The PDE: $$ \frac{\partial{U}}{\partial{x}} + \frac{x}{\sqrt{U}}\frac{\partial{U}}{\partial{y}} = 2x $$

With boundary condition $U(x,0) = 0$

I have some basic understanding of how to solve this: $$ dx = \frac{\sqrt{U}}{x}dy = \frac{dU}{2x}$$

This yields $U = x^2+ Const_X$. For the characteristic going through $(x_R,0)$, we get $Const_X = -x_r^2$ since at $y=0$, $U=0$

We can also get: $$ \frac{dy}{dU} = \frac{1}{2\sqrt{U}} \to y= \sqrt{U}$$

(The additional constant can be shown to be 0, since for $y=0$, $U=0$)

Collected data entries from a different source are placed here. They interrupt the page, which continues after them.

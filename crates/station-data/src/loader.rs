// Copyright 2026 Laddkarta Contributors
//
// Licensed under the Apache License, Version 2.0 (the "License");
// you may not use this file except in compliance with the License.
// You may obtain a copy of the License at
//
//     http://www.apache.org/licenses/LICENSE-2.0
//
// Unless required by applicable law or agreed to in writing, software
// distributed under the License is distributed on an "AS IS" BASIS,
// WITHOUT WARRANTIES OR CONDITIONS OF ANY KIND, either express or implied.
// See the License for the specific language governing permissions and
// limitations under the License.

//! One-shot loading of the station document.
//!
//! The loader issues a single read of a static resource (an HTTP GET for
//! `http(s)://` sources, a filesystem read for anything else) and parses
//! it into station records. There is no retry, no polling, and no
//! incremental update.
//!
//! Parsing is lenient at the record level: a malformed record (missing
//! required field, wrong type, unknown current-type tag) is skipped and
//! logged, and its well-formed neighbors survive. A failure to parse the
//! document envelope is fatal to the load.

use log::{debug, warn};
use serde::Deserialize;
use thiserror::Error;

use crate::model::Station;

/// Errors that can occur while loading the station document.
#[derive(Debug, Error)]
pub enum LoadError {
    #[error("request failed: {0}")]
    Request(#[from] reqwest::Error),

    #[error("server returned HTTP {0}")]
    HttpStatus(u16),

    #[error("failed to read {path}: {source}")]
    File {
        path: String,
        source: std::io::Error,
    },

    #[error("invalid station document: {0}")]
    Document(#[from] serde_json::Error),
}

/// Result of a successful load: the parsed stations plus the number of
/// records that were dropped as malformed.
#[derive(Debug, Clone)]
pub struct LoadOutcome {
    pub stations: Vec<Station>,
    pub skipped: usize,
}

/// Document envelope: `{ "stations": [ ... ] }`.
///
/// Records are kept as raw JSON values so that one bad record does not
/// poison the whole document.
#[derive(Debug, Deserialize)]
struct RawDocument {
    stations: Vec<serde_json::Value>,
}

/// Parse a station document, skipping malformed records.
pub fn parse_document(bytes: &[u8]) -> Result<LoadOutcome, LoadError> {
    let document: RawDocument = serde_json::from_slice(bytes)?;

    let mut stations = Vec::with_capacity(document.stations.len());
    let mut skipped = 0;

    for value in document.stations {
        // Pull the id out before the strict parse so a rejected record can
        // still be identified in the log.
        let id = value.get("id").cloned();

        match serde_json::from_value::<Station>(value) {
            Ok(station) => stations.push(station),
            Err(e) => {
                skipped += 1;
                match id {
                    Some(id) => warn!("Skipping malformed station record (id {}): {}", id, e),
                    None => warn!("Skipping malformed station record without id: {}", e),
                }
            }
        }
    }

    debug!(
        "Parsed station document: {} stations, {} skipped",
        stations.len(),
        skipped
    );

    Ok(LoadOutcome { stations, skipped })
}

/// Fetch and parse the station document from a URL or a local file path.
///
/// This is the single read of the loader contract. The caller decides
/// where the result is published and how a failure is surfaced.
pub async fn fetch_stations(source: &str) -> Result<LoadOutcome, LoadError> {
    let bytes = if source.starts_with("http://") || source.starts_with("https://") {
        let response = reqwest::get(source).await?;
        let status = response.status();
        if !status.is_success() {
            return Err(LoadError::HttpStatus(status.as_u16()));
        }
        response.bytes().await?.to_vec()
    } else {
        std::fs::read(source).map_err(|e| LoadError::File {
            path: source.to_string(),
            source: e,
        })?
    };

    parse_document(&bytes)
}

Giving us the characteristic curve $x^2-y^2 = x_R^2$

But when you plug $U = x^2 -x_r^2$ back to the PDE, you get that along this characteristic, $\frac{x}{\sqrt{U}}\frac{\partial{U}}{\partial{y}} = 0$ ... Which contradicts $\sqrt{U} = y$ along the very same curve.

Given how little explanation was given in class for this method, I would've assumed I made a wrong assumption somewhere, except this is the exact solution given in the book (3rd edition, so if it was wrong, I'd assume someone would've figured it out by then)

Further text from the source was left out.